Become a Better Lifeguard

Working as a lifeguard is a good job. Over the course of your career, you will learn and develop many different skills and characteristics. While many people recognize that working as a lifeguard will improve their communication skills and their swimming strength, there are a few skills that often go unthought-of. Here are three forgotten skills that you will develop as a lifeguard.

  1. Mental Toughness: Each shift your main job is to watch people, who are there to enjoy themselves, and to make sure that they are safe in and around the water. As you sit in the hot sun and scan the water, it can be easy to let your mind drift to thinking of the satisfaction you would get from enjoying the refreshing water. This is where you must develop mental toughness to keep your focus. During your shift, there will be many external distractions, but the biggest distraction of them all will be your mind. As a lifeguard it is important that you develop strong mental toughness to ensure the safety of the guests that are enjoying your facility.
  2. Time Management: Let’s face it; lifeguarding can be a grueling job. While sitting atop your lifeguard stand you must keep your focus to scan the water to ensure the guest’s safety. In between your shifts, you only have so much time to rehydrate, Lifeguard certification grab a bit to eat, and complete your other job tasks.
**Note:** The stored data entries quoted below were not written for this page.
#![forbid(unsafe_code)]
//! Configuration-time wiring of Smithy models into a host build.
//!
//! Applied to a JVM-style project, the plugin
//! - attaches model source directories to every source group,
//! - requests a Smithy CLI matching the model library the project uses,
//! - makes the model build task a prerequisite of compilation or assembly.
//!
//! None of it can be decided while the host is still being configured, so the
//! work is split in two: [`ModelPlugin::apply`] registers what the build script
//! can configure, and [`Declared::wire`] runs the pass once the project is
//! final.

mod core;
mod declaration;
mod diagnostics;
mod error;
mod plugin;
pub mod project;
pub mod sources;
mod task;
#[cfg(feature = "logging")]
mod utils;
pub mod version;
pub mod wiring;

pub use crate::core::{Coordinates, DEFAULT_CLI_VERSION, Dependency, SMITHY_GROUP, ToolIdentity};
pub use crate::declaration::{DEFAULT_PROJECTION, Declaration};
pub use crate::diagnostics::{Diagnostics, Event, Sink, TracingSink};
pub use crate::error::WiringError;
pub use crate::plugin::{Declared, ModelPlugin, Wired, WiringReport};
pub use crate::project::{HostProject, Project, ProjectManifest};
pub use crate::sources::SourceLayout;
pub use crate::task::{GenerationContext, GenerationTask, ModelBuildTask, TaskResult};
#[cfg(feature = "logging")]
pub use crate::utils::init_logging;
pub use crate::version::CliResolution;
pub use crate::wiring::{HostTasks, WiringOutcome};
In doing this, you must become effective at managing the little time that you do have. Working as a lifeguard, you will become very good at planning your breaks and executing that plan within your allotted time. Doing so will keep your facility running efficiently and will allow you to be ready for the start of your next shift.
  3. Active Listening: Often times during shifts, guests will come to you with questions or concerns. Since your main goal is to ensure the safety of the guests in and around the water, you must not interrupt your scanning duties unless you secure coverage from another lifeguard. This is when it becomes vital that you become proficient in active listening. Active listening is an effective communication tactic that lets other people know that you are hearing what they say without providing standard eye contact. You can accomplish this by repeating any questions that is being asked or by being direct in the reason that you are not looking them in the eye. During the course of your shift, you may be required to use active listening many times. Make sure to focus on developing your active listening skills to become a more effective lifeguard.

When people take a job as a lifeguard they expect to develop good swimming skills and leadership qualities. While this is normally the case, there are many other qualities that you will develop that can fly under the radar. Keep these three qualities in mind while you are working as a lifeguard so that you can actively develop those skills and become a better versed lifeguard.